United States Patent 3,799,268
Cochran March 26, 1974

METHOD AND APPARATUS FOR EVACUATING DRILLING FLUIDS FROM A WELL

Abstract

A method of evacuating drilling fluids from between axially spaced well packers in which a circulating joint is disposed between the packer in a tubing string penetrating both packers. Pressure is applied to the tubing string to unblock circulating ports through the joint, allowing circulation into the area between packers and out of the well through a shorter tubing string penetrating only the upper packer. After circulation, pressure is applied to the long string causing the joint ports to be closed. The circulating joint comprises a tubular body with circulating ports through its walls and a sleeve assembly surrounding the body blocking the ports. Expansible chambers between the sleeve and body are employed to first unblock the ports and then to block them again upon selective introduction of pressure to the chambers.


Inventors: Cochran; Chudleigh B. (Houston, TX)
Assignee: Brown Oil Tools, Inc. (Houston, TX)
Family ID: 22687181
Appl. No.: 05/186,994
Filed: October 6, 1971

Current U.S. Class: 166/313; 166/127; 166/147
Current CPC Class: E21B 34/10 (20130101); E21B 33/124 (20130101); E21B 43/14 (20130101)
Current International Class: E21B 33/12 (20060101); E21B 43/00 (20060101); E21B 34/00 (20060101); E21B 43/14 (20060101); E21B 34/10 (20060101); E21B 33/124 (20060101); E21b 033/122 (); E21b 033/124 ()
Field of Search: ;166/313,127,147,154

References Cited [Referenced By]

U.S. Patent Documents
3572434 March 1971 Ecuer
3467185 September 1969 Dowden
2897897 August 1959 Breukelman
2798558 July 1957 McCulloch
2911048 November 1959 Dublin et al.
3115187 December 1963 Brown
3118502 January 1964 Cochran
Primary Examiner: Gay; Bobby R.
Assistant Examiner: Staab; Lawrence J.
Attorney, Agent or Firm: Torres & Berryhill

Claims



I claim:

1. A method of evacuating drilling fluid from a multiple zone well having upper and lower packer means therein, comprising the steps of:

a. running a first string of tubing into said well for penetration of both of said packer means and having circulating joint means thereon for disposition between said upper and lower packer means;

b. running a second string of tubing into said well for penetration of said upper packer means;

c. applying pressure to said circulating joint means, through said first string of tubing, to open port means therein;

d. circulating fluid through said first and second strings, said port means and the area between said packer means, displacing drilling fluid accumulated between said packer means;

e. dropping closure means into said circulating joint means for engagement with seat means therein;

f. closing said port means independently of said second string of tubing by applying pressure to said joint means through said first string; and

g. removing said closure means from said circulating joint means by increasing the pressure applied to said joint means through said first string.
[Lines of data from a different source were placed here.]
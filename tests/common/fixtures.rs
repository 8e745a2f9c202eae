//! Test fixture creation
//!
//! Each server gets fresh databases in its own temp directory.

use super::constants::*;
use anyhow::Result;
use moodtunes::song_store::{seed_sample_songs, SongStore, SqliteSongStore};
use moodtunes::user::{SqliteUserStore, TokenLifetimes, UserManager};
use std::sync::Arc;
use tempfile::TempDir;

/// Creates songs.db in `dir`, seeded with the sample songs.
pub fn create_test_song_store(dir: &TempDir) -> Result<Arc<dyn SongStore>> {
    let store = SqliteSongStore::new(dir.path().join("songs.db"))?;
    seed_sample_songs(&store)?;
    Ok(Arc::new(store))
}

/// Creates user.db in `dir` with [`TEST_USER`] and [`OTHER_USER`] already registered.
pub fn create_test_user_manager(dir: &TempDir) -> Result<UserManager> {
    let user_store = SqliteUserStore::new(dir.path().join("user.db"))?;
    let user_manager = UserManager::new(Arc::new(user_store), TokenLifetimes::default());
    user_manager.add_user(TEST_USER, TEST_EMAIL, TEST_PASS)?;
    user_manager.add_user(OTHER_USER, OTHER_EMAIL, OTHER_PASS)?;
    Ok(user_manager)
}
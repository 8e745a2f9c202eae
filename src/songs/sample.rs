//! The built-in mood catalog used by the local song source.

use super::{Catalog, MediaRef, Mood, Song};

/// (id, title, artist, duration, youtube video id)
type SampleRow = (u64, &'static str, &'static str, &'static str, &'static str);

const HAPPY: &[SampleRow] = &[
    (1, "Happy", "Pharrell Williams", "3:53", "ZbZSe6N_BXs"),
    (2, "Good Vibrations", "The Beach Boys", "3:36", "Eab_beh07HU"),
    (3, "Walking on Sunshine", "Katrina and the Waves", "3:59", "iPUmE-tne5U"),
    (4, "Don't Stop Me Now", "Queen", "3:29", "HgzGwKwLmgM"),
    (5, "I Gotta Feeling", "The Black Eyed Peas", "4:49", "uSD4vsh1zDA"),
    (6, "Uptown Funk", "Mark Ronson ft. Bruno Mars", "4:30", "OPf0YbXqDm0"),
];

const SAD: &[SampleRow] = &[
    (7, "Someone Like You", "Adele", "4:45", "hLQl3WQQoQ0"),
    (8, "The Night We Met", "Lord Huron", "3:28", "KtlgYxa6BMU"),
    (9, "Hurt", "Johnny Cash", "3:38", "8AHCfZTRGiI"),
    (10, "Mad World", "Gary Jules", "3:08", "4N3N1MlvVc4"),
    (11, "Skinny Love", "Bon Iver", "3:58", "ssdgFoHLwnk"),
    (12, "Tears in Heaven", "Eric Clapton", "4:32", "JxPj3GAYYZ0"),
];

const ANGRY: &[SampleRow] = &[
    (13, "Break Stuff", "Limp Bizkit", "2:46", "ZpUYjpKg9KY"),
    (14, "Killing in the Name", "Rage Against the Machine", "5:13", "bWXazVhlyxQ"),
    (15, "Bodies", "Drowning Pool", "3:22", "04F4xlWSFh0"),
    (16, "Chop Suey!", "System of a Down", "3:30", "CSvFpBOe8eY"),
    (17, "Last Resort", "Papa Roach", "3:20", "j0lSpNtjPM8"),
    (18, "Down with the Sickness", "Disturbed", "4:38", "09LTT0xwdfw"),
];

const RELAXED: &[SampleRow] = &[
    (19, "Weightless", "Marconi Union", "8:09", "UfcAVejslrU"),
    (20, "Breathe Me", "Sia", "4:33", "SFGvmrJ5rjM"),
    (21, "Holocene", "Bon Iver", "5:36", "TWcyIpul8OE"),
    (22, "Clair de Lune", "Claude Debussy", "5:24", "CvFH_6DNRCY"),
    (23, "Sunset Lover", "Petit Biscuit", "3:34", "wuCK-oiE3rM"),
    (24, "Intro", "The xx", "2:11", "3gxNW2Ulpwk"),
];

fn shelf(tag: &str, rows: &[SampleRow]) -> (Mood, Vec<Song>) {
    let mood = Mood::new(tag);
    let songs = rows
        .iter()
        .map(|(id, title, artist, duration, video_id)| {
            Song::new(*id, *title, *artist, mood.clone())
                .with_duration(*duration)
                .with_media(MediaRef::YouTube {
                    video_id: video_id.to_string(),
                })
        })
        .collect();
    (mood, songs)
}

pub(super) fn build_sample_catalog() -> Catalog {
    let entries = vec![
        shelf("happy", HAPPY),
        shelf("sad", SAD),
        shelf("angry", ANGRY),
        shelf("relaxed", RELAXED),
    ];
    Catalog::build(entries).expect("sample catalog is well formed")
}
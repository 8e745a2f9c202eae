use axum::extract::FromRef;

use crate::song_store::SongStore;
use crate::user::UserManager;
use std::sync::{Arc, Mutex};
use std::time::Instant;

use super::ServerConfig;

pub type GuardedSongStore = Arc<dyn SongStore>;
pub type GuardedUserManager = Arc<Mutex<UserManager>>;

#[derive(Clone)]
pub struct ServerState {
    pub config: ServerConfig,
    pub start_time: Instant,
    pub song_store: GuardedSongStore,
    pub user_manager: GuardedUserManager,
    pub hash: String,
}

impl ServerState {
    pub fn new(
        config: ServerConfig,
        song_store: GuardedSongStore,
        user_manager: GuardedUserManager,
    ) -> ServerState {
        ServerState {
            config,
            start_time: Instant::now(),
            song_store,
            user_manager,
            hash: env!("GIT_HASH").to_owned(),
        }
    }
}

impl FromRef<ServerState> for GuardedSongStore {
    fn from_ref(input: &ServerState) -> Self {
        input.song_store.clone()
    }
}

impl FromRef<ServerState> for GuardedUserManager {
    fn from_ref(input: &ServerState) -> Self {
        input.user_manager.clone()
    }
}

impl FromRef<ServerState> for ServerConfig {
    fn from_ref(input: &ServerState) -> Self {
        input.config.clone()
    }
}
2. The method of claim 1 in which both said upper and lower packer means are completely set prior to said opening of said, port means.

3. The method of claim 2 in which said upper packer means is completely set after said running of said second string but prior to said opening of said port means.
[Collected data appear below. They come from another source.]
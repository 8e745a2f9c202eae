mod catalog;
mod filter;
mod mood;
mod sample;
mod song;

pub use catalog::Catalog;
pub use filter::{filter, Query};
pub use mood::Mood;
pub use song::{MediaRef, Song, SongId};
//! Session management: pending Markdown fragments per user.

use std::sync::Arc;

pub mod in_memory;
pub mod locks;
pub mod traits;

pub use in_memory::InMemorySessionStore;
pub use locks::UserLocks;
pub use traits::{
    Session, SessionError, SessionLimits, SessionSnapshot, SessionStats, SessionStore, UserId,
    FRAGMENT_SEPARATOR,
};

/// Create the default in-memory session store.
pub fn create_session_store(limits: SessionLimits) -> Arc<dyn SessionStore> {
    Arc::new(InMemorySessionStore::with_limits(limits))
}
//! Session storage traits and types for pending Markdown fragments.

use chrono::{DateTime, Utc};
use serde::{Deserialize, Serialize};
use std::fmt;
use thiserror::Error;

/// Separator placed between fragments when they are joined for rendering.
/// A blank line keeps paragraph breaks intact across chat messages.
pub const FRAGMENT_SEPARATOR: &str = "\n\n";

/// Number of characters of the first fragment shown in `/status`.
pub const PREVIEW_CHARS: usize = 100;

/// Opaque, stable user identity supplied by the chat transport.
#[derive(Debug, Clone, Serialize, Deserialize, PartialEq, Eq, Hash)]
pub struct UserId(pub String);

impl UserId {
    pub fn new(id: impl Into<String>) -> Self {
        Self(id.into())
    }

    pub fn as_str(&self) -> &str {
        &self.0
    }
}

impl fmt::Display for UserId {
    fn fmt(&self, f: &mut fmt::Formatter<'_>) -> fmt::Result {
        f.write_str(&self.0)
    }
}

/// Fragments accumulated for one user.
#[derive(Debug, Clone, Serialize, Deserialize)]
pub struct Session {
    pub fragments: Vec<String>,
    pub total_chars: usize,
    pub created_at: DateTime<Utc>,
    pub last_activity: DateTime<Utc>,
}

impl Session {
    pub fn new() -> Self {
        let now = Utc::now();
        Self {
            fragments: Vec::new(),
            total_chars: 0,
            created_at: now,
            last_activity: now,
        }
    }

    pub fn joined(&self) -> String {
        self.fragments.join(FRAGMENT_SEPARATOR)
    }
}

impl Default for Session {
    fn default() -> Self {
        Self::new()
    }
}

/// Copy of a session taken at the start of a conversion.
#[derive(Debug, Clone, PartialEq, Eq)]
pub struct SessionSnapshot {
    pub count: usize,
    pub joined: String,
}

/// Summary reported by `/status`.
#[derive(Debug, Clone, Serialize, Deserialize)]
pub struct SessionStats {
    pub fragments: usize,
    pub total_chars: usize,
    pub preview: String,
    pub created_at: DateTime<Utc>,
}

/// Per-session caps that bound memory held for one user.
#[derive(Debug, Clone, Copy, PartialEq, Eq)]
pub struct SessionLimits {
    pub max_fragments: usize,
    pub max_total_chars: usize,
}

impl Default for SessionLimits {
    fn default() -> Self {
        Self {
            max_fragments: 200,
            max_total_chars: 500_000,
        }
    }
}

#[derive(Debug, Error, PartialEq, Eq)]
pub enum SessionError {
    #[error("fragment is empty")]
    EmptyFragment,

    #[error("session limit reached: at most {limit} {what}")]
    LimitExceeded { what: &'static str, limit: usize },
}

/// Storage for pending fragments, keyed by user.
///
/// A user with no entry behaves exactly like a user with an empty session.
pub trait SessionStore: Send + Sync {
    /// Append `text` as the newest fragment. Returns the new fragment count.
    fn append(&self, user: &UserId, text: &str) -> Result<usize, SessionError>;

    /// Number of fragments currently held (0 if none).
    fn count(&self, user: &UserId) -> usize;

    /// Status summary, or `None` when nothing is pending.
    fn stats(&self, user: &UserId) -> Option<SessionStats>;

    /// Join all fragments in insertion order and remove the entry.
    /// Returns an empty string when nothing is pending.
    fn join_and_clear(&self, user: &UserId) -> String;

    /// Join all fragments without clearing them.
    fn snapshot(&self, user: &UserId) -> Option<SessionSnapshot>;

    /// Drop the first `count` fragments, keeping anything appended after the
    /// matching snapshot was taken.
    fn commit(&self, user: &UserId, count: usize);

    /// Remove the entry. No-op when absent.
    fn clear(&self, user: &UserId);

    /// The name of this session store implementation.
    fn name(&self) -> &str;
}

/// First `PREVIEW_CHARS` characters of `text`, with `...` when truncated.
pub fn preview(text: &str) -> String {
    let mut chars = text.chars();
    let head: String = chars.by_ref().take(PREVIEW_CHARS).collect();
    if chars.next().is_some() {
        format!("{head}...")
    } else {
        head
    }
}

#[cfg(test)]
mod tests {
    use super::*;

    #[test]
    fn preview_keeps_short_text() {
        assert_eq!(preview("# Title"), "# Title");
    }

    #[test]
    fn preview_truncates_on_char_boundary() {
        let text = "é".repeat(150);
        let p = preview(&text);
        assert!(p.ends_with("..."));
        assert_eq!(p.chars().count(), PREVIEW_CHARS + 3);
    }

    #[test]
    fn session_joins_with_blank_line() {
        let mut session = Session::new();
        session.fragments.push("a".into());
        session.fragments.push("b".into());
        assert_eq!(session.joined(), "a\n\nb");
    }

    #[test]
    fn user_id_displays_raw_value() {
        assert_eq!(UserId::new("42").to_string(), "42");
    }
}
4. A method of evacuating drilling fluids from a multiple zone well having upper and lower packer means therein comprising the steps of:

a. running and setting said lower packer means in said well;

b. running a first string of tubing into said well and through said lower packer means, said first string of tubing having said upper packer means attached thereto and circulating joint means thereon for disposition between said lower and upper packer means;

c. running a second string of tubing into said well and through said upper packer means;

d. setting said upper packer means;

e. applying pressure to said first string of tubing to open port means in said circulating joint means;

f. circulating fluid through said first and second strings, said port means and the area between said upper and lower packer means to displace drilling fluid accumulated between said upper and lower packer means;

g. dropping closure means into said circulating joint means for engagement with seat means therein and closing said port means by applying pressure to said joint means through said first string; and

h. removing said closure means from said joint means by applying increased pressure to said joint means, through said first string.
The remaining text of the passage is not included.